San Agustín (354-430) prueba la doctrina del infierno por la Escritura y por la razón, y responde sapientísimamente a las dificultades que estaban en boga en su tiempo.
También prueba la existencia del infierno el convencimiento universal de todo el género humano que siempre ha creído, y cree, que los malos serán justamente castigados en la otra vida. Si quitamos el infierno, nos vemos obligados a tener que admitir una serie infinita de absurdos. El principal de ellos sería éste: que el hombre podría blasfemar a su antojo y odiar a Dios con la certidumbre de que Dios estaba obligado a perdonarle. Dios, en tal caso, sería impotente para hacerse obedecer y respetar por estas criaturas miserables que sacó de la nada.
Parece que hay contradicción en estos dos conceptos: Dios nos ama con amor infinito, y, sin embargo, nos condena a los tormentos eternos del infierno. Si es cierto esto del infierno, Dios tiene unas entrañas tan crueles que no hay hombre tan desalmado que se le pueda comparar. ¿Dónde se han visto padres tan crueles que atormenten de esa manera a sus hijos, por perversos que éstos sean? Además, la doctrina del infierno implica el triunfo de Satanás sobre Jesucristo Redentor.

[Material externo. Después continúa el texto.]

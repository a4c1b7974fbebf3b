//! # Authgate
//!
//! `authgate` is a small authentication service for a web application: credential
//! login, federated (OAuth consumer) login, email verification, password reset, and
//! route gating for authenticated and admin-only areas.
//!
//! ## Sessions
//!
//! Sessions are stateless. A successful login reloads the user record and mints a
//! signed claims token (HS256 JWT) carrying id, email, name, username, the admin flag
//! and the email-verification snapshot. Later requests trust those claims until the
//! token expires or is replaced, so an out-of-band admin change only shows up after
//! the next login.
//!
//! ## One-time tokens
//!
//! Verification and reset tokens are 32 random bytes, hex encoded, stored on the user
//! row and cleared on consumption. Reset tokens expire after 24 hours and a user may
//! request at most one reset email per 24 hours.
//!
//! ## Bot check
//!
//! Every state-changing auth endpoint requires a Turnstile proof token, verified
//! server-side before any store work happens.

pub mod api;
pub mod auth;
pub mod cli;
pub mod email;
pub mod store;

#[allow(clippy::doc_markdown, clippy::needless_raw_string_hashes)]
pub mod built_info {
    include!(concat!(env!("OUT_DIR"), "/built.rs"));
}

pub const GIT_COMMIT_HASH: &str = match built_info::GIT_COMMIT_HASH {
    Some(hash) => hash,
    None => "unknown",
};

pub const APP_USER_AGENT: &str = concat!(env!("CARGO_PKG_NAME"), "/", env!("CARGO_PKG_VERSION"),);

El infierno es un misterio, y, como todos los misterios, está sobre el alcance de nuestra razón, que es finita. Los católicos sabemos que es un dogma revelado por Dios, y lo aceptamos sin dudar un momento de la palabra de Jesucristo, Hijo de Dios. Ya dijo el apóstol: "¡Cuán incomprensibles son los juicios de Dios, y cuán insondables son sus caminos!" (Rom XI, 32). ¿Acaso los científicos niegan un hecho porque no saben cómo explicarlo? Para los incrédulos, Dios es, o muy malo, o muy bueno. Hoy preguntan altivos: "¿Cómo va a ser Dios tan cruel que mande al infierno a sus criaturas?" Mañana preguntarán escépticos: "¿Cómo va a ser hechura de Dios, infinitamente bueno y sabio, este mundo villano que chorrea maldad y miseria?" De esta manera, el incrédulo cree poder negar impunemente hoy el infierno y mañana la divina Providencia. Y, sin embargo, en Dios todas las perfecciones están identificadas en una, su misericordia, su justicia, su poder y su amor, todas. La pequeñez de nuestro entendimiento es la que ve en Dios atributos que se contradicen. Las perfecciones en Dios no pueden estar más equilibradas. Ni la misericordia es mayor que la justicia o viceversa, ni puede apartarse un punto de lo recto sin dejar de ser Dios. El es la misma misericordia y la justicia misma. Es evidente que Dios pudo haber creado un mundo tal que el alma, por naturaleza, nunca cediese a la tentación. Los bienaventurados en el cielo, por ejemplo, son libres, y, sin ¿embargo, no pueden pecar. Pero la realidad es que Dios no creó mundo semejante. Dios ha prometido al mundo felicidad eterna si le sirve y obedece sus mandatos, y el mundo se ha empeñado en apartarse de Dios y en seguir los apetitos de la carne. ¿Quién podrá contar el número de pecados que se han cometido desde que Adán y Eva pecaron en el Paraíso? Y, sin embargo, el pecador es siempre libre para pecar o no pecar. Si peca, que no se queje después que Dios es injusto. Ahí está Jesucristo en el sagrario día y noche esperando al pecador. Si éste, en vez de enderezar sus pasos a la Iglesia, sale a dar rienda suelta a sus pasiones, que no se queje después que Dios es injusto. La misericordia de Dios es infinita; por eso espera año tras año al pecador para que se arrepienta y pueda así perdonarle. Si el pecador se olvida de Dios, si se ríe y mofa de la divina misericordia, que no se queje después que Dios es injusto. Esto es tan claro, que un ciego lo ve.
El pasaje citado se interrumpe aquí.